PROBLEM DETAILS. Search the records for the string "AcqRel", and show each line where it appears.

RECORDED DATA.
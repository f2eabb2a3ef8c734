//! Reference-counted, pooled messages.
//!
//! A `Message` is a handle to a pooled slot holding an opaque value and a
//! small header map. Every handle accounts for exactly one reference:
//!
//! - `add_ref()` takes another reference and returns a new handle
//! - `free()` (or dropping the handle) gives one back
//!
//! When the last reference is released the slot is cleared and returned to
//! its pool. A release that would take the count below zero panics with
//! `PortalError::RefCountUnderflow`.
//!
//! Synchronous sends use [`Delivery`] to wait for that final release.

use crate::error::PortalError;
use crate::id::PortalId;

use bytes::Bytes;
use futures::channel::oneshot;
use hashbrown::HashMap;
use once_cell::sync::Lazy;
use parking_lot::Mutex;
use std::fmt;
use std::sync::atomic::{AtomicI32, AtomicUsize, Ordering};
use std::sync::{Arc, Weak};

/// Default bound on idle slots kept by a pool.
pub const POOL_CAPACITY: usize = 1024;

static GLOBAL_POOL: Lazy<MessagePool> = Lazy::new(MessagePool::new);

/// Small integer key into a message header.
#[derive(Debug, Clone, Copy, PartialEq, Eq, Hash, PartialOrd, Ord)]
pub struct HeaderKey(pub u8);

impl HeaderKey {
    /// Peer portal a message arrived from. Rewritten on every hop.
    pub const ORIGIN: Self = Self(0);
    /// Mesh-wide identity of a relayed message. Set once where the message
    /// enters the mesh and left alone by relays.
    pub const TRACE: Self = Self(1);
}

/// Opaque header value.
#[derive(Debug, Clone, PartialEq, Eq)]
pub enum HeaderValue {
    Peer(PortalId),
    Trace(u64),
    Bytes(Bytes),
}

impl HeaderValue {
    #[must_use]
    pub const fn as_peer(&self) -> Option<PortalId> {
        match self {
            Self::Peer(id) => Some(*id),
            _ => None,
        }
    }

    #[must_use]
    pub const fn as_trace(&self) -> Option<u64> {
        match self {
            Self::Trace(trace) => Some(*trace),
            _ => None,
        }
    }
}

#[derive(Default)]
struct Body {
    value: Bytes,
    header: HashMap<HeaderKey, HeaderValue>,
    waiter: Option<oneshot::Sender<()>>,
}

struct Slot {
    refcnt: AtomicI32,
    body: Mutex<Body>,
    pool: Weak<PoolShared>,
}

/// Give back one reference to `slot`, recycling it on the last one.
fn release(slot: &Arc<Slot>) {
    let prev = slot.refcnt.fetch_sub(1, Ordering::AcqRel);
    if prev <= 0 {
        panic!("{}", PortalError::RefCountUnderflow(prev - 1));
    }
    if prev > 1 {
        return;
    }

    let waiter = {
        let mut body = slot.body.lock();
        body.value = Bytes::new();
        body.header.clear();
        body.waiter.take()
    };

    if let Some(pool) = slot.pool.upgrade() {
        pool.put(Arc::clone(slot));
    }

    if let Some(waiter) = waiter {
        let _ = waiter.send(());
    }
}

/// Handle to a pooled message. Not `Clone`: use [`Message::add_ref`].
pub struct Message {
    slot: Arc<Slot>,
}

impl Message {
    /// Allocate an empty message from the global pool.
    #[must_use]
    pub fn new() -> Self {
        GLOBAL_POOL.alloc()
    }

    /// Allocate a message carrying `value` from the global pool.
    #[must_use]
    pub fn with_value(value: impl Into<Bytes>) -> Self {
        GLOBAL_POOL.alloc_with(value)
    }

    #[must_use]
    pub fn value(&self) -> Bytes {
        self.slot.body.lock().value.clone()
    }

    pub fn set_value(&self, value: impl Into<Bytes>) {
        self.slot.body.lock().value = value.into();
    }

    #[must_use]
    pub fn header(&self, key: HeaderKey) -> Option<HeaderValue> {
        self.slot.body.lock().header.get(&key).cloned()
    }

    pub fn set_header(&self, key: HeaderKey, value: HeaderValue) {
        self.slot.body.lock().header.insert(key, value);
    }

    pub fn remove_header(&self, key: HeaderKey) -> Option<HeaderValue> {
        self.slot.body.lock().header.remove(&key)
    }

    /// Peer this message arrived from, if a protocol stamped it.
    #[must_use]
    pub fn origin(&self) -> Option<PortalId> {
        self.header(HeaderKey::ORIGIN)
            .and_then(|value| value.as_peer())
    }

    pub fn set_origin(&self, id: PortalId) {
        self.set_header(HeaderKey::ORIGIN, HeaderValue::Peer(id));
    }

    #[must_use]
    pub fn trace(&self) -> Option<u64> {
        self.header(HeaderKey::TRACE)
            .and_then(|value| value.as_trace())
    }

    pub fn set_trace(&self, trace: u64) {
        self.set_header(HeaderKey::TRACE, HeaderValue::Trace(trace));
    }

    /// Take one more reference to the same message.
    #[must_use]
    pub fn add_ref(&self) -> Self {
        self.slot.refcnt.fetch_add(1, Ordering::AcqRel);
        Self {
            slot: Arc::clone(&self.slot),
        }
    }

    /// Give this handle's reference back.
    pub fn free(self) {
        drop(self);
    }

    /// Current number of live references.
    #[must_use]
    pub fn ref_count(&self) -> i32 {
        self.slot.refcnt.load(Ordering::Acquire)
    }

    /// Hold an extra reference that can later wait for the final release.
    #[must_use]
    pub fn delivery(&self) -> Delivery {
        Delivery {
            held: self.add_ref(),
        }
    }
}

impl Default for Message {
    fn default() -> Self {
        Self::new()
    }
}

impl Drop for Message {
    fn drop(&mut self) {
        release(&self.slot);
    }
}

impl fmt::Debug for Message {
    fn fmt(&self, f: &mut fmt::Formatter<'_>) -> fmt::Result {
        let body = self.slot.body.lock();
        f.debug_struct("Message")
            .field("value", &body.value)
            .field("header", &body.header)
            .field("refcnt", &self.slot.refcnt.load(Ordering::Relaxed))
            .finish()
    }
}

/// Completion handle for a synchronous send.
///
/// Holds one reference of its own. `wait` drops that reference and resolves
/// once every other holder has released theirs.
#[must_use = "dropping a Delivery releases its reference without waiting"]
pub struct Delivery {
    held: Message,
}

impl Delivery {
    pub async fn wait(self) {
        let (tx, rx) = oneshot::channel();
        self.held.slot.body.lock().waiter = Some(tx);
        drop(self.held);
        let _ = rx.await;
    }
}

struct PoolShared {
    free: Mutex<Vec<Arc<Slot>>>,
    capacity: usize,
    allocated: AtomicUsize,
    reused: AtomicUsize,
    recycled: AtomicUsize,
}

impl PoolShared {
    fn put(&self, slot: Arc<Slot>) {
        self.recycled.fetch_add(1, Ordering::Relaxed);
        let mut free = self.free.lock();
        if free.len() < self.capacity {
            free.push(slot);
        }
    }
}

/// Counters describing pool activity.
#[derive(Debug, Clone, Copy, Default, PartialEq, Eq)]
pub struct PoolStats {
    /// Slots created fresh.
    pub allocated: usize,
    /// Allocations served from the free list.
    pub reused: usize,
    /// Messages whose last reference was released.
    pub recycled: usize,
    /// Slots currently on the free list.
    pub idle: usize,
}

/// Cloneable handle to a message free list.
#[derive(Clone)]
pub struct MessagePool {
    shared: Arc<PoolShared>,
}

impl MessagePool {
    #[must_use]
    pub fn new() -> Self {
        Self::with_capacity(POOL_CAPACITY)
    }

    /// Pool keeping at most `capacity` idle slots.
    #[must_use]
    pub fn with_capacity(capacity: usize) -> Self {
        Self {
            shared: Arc::new(PoolShared {
                free: Mutex::new(Vec::new()),
                capacity,
                allocated: AtomicUsize::new(0),
                reused: AtomicUsize::new(0),
                recycled: AtomicUsize::new(0),
            }),
        }
    }

    /// The pool used by `Message::new`.
    #[must_use]
    pub fn global() -> Self {
        GLOBAL_POOL.clone()
    }

    /// Allocate an empty message with a reference count of one.
    #[must_use]
    pub fn alloc(&self) -> Message {
        let reused = self.shared.free.lock().pop();
        let slot = match reused {
            Some(slot) => {
                self.shared.reused.fetch_add(1, Ordering::Relaxed);
                slot.refcnt.store(1, Ordering::Release);
                slot
            }
            None => {
                self.shared.allocated.fetch_add(1, Ordering::Relaxed);
                Arc::new(Slot {
                    refcnt: AtomicI32::new(1),
                    body: Mutex::new(Body::default()),
                    pool: Arc::downgrade(&self.shared),
                })
            }
        };
        Message { slot }
    }

    #[must_use]
    pub fn alloc_with(&self, value: impl Into<Bytes>) -> Message {
        let msg = self.alloc();
        msg.set_value(value);
        msg
    }

    #[must_use]
    pub fn stats(&self) -> PoolStats {
        PoolStats {
            allocated: self.shared.allocated.load(Ordering::Relaxed),
            reused: self.shared.reused.load(Ordering::Relaxed),
            recycled: self.shared.recycled.load(Ordering::Relaxed),
            idle: self.shared.free.lock().len(),
        }
    }
}

impl Default for MessagePool {
    fn default() -> Self {
        Self::new()
    }
}

impl fmt::Debug for MessagePool {
    fn fmt(&self, f: &mut fmt::Formatter<'_>) -> fmt::Result {
        f.debug_tuple("MessagePool").field(&self.stats()).finish()
    }
}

FINISHED TASK.
    let prev = slot.refcnt.fetch_sub(1, Ordering::AcqRel);
        self.slot.refcnt.fetch_add(1, Ordering::AcqRel);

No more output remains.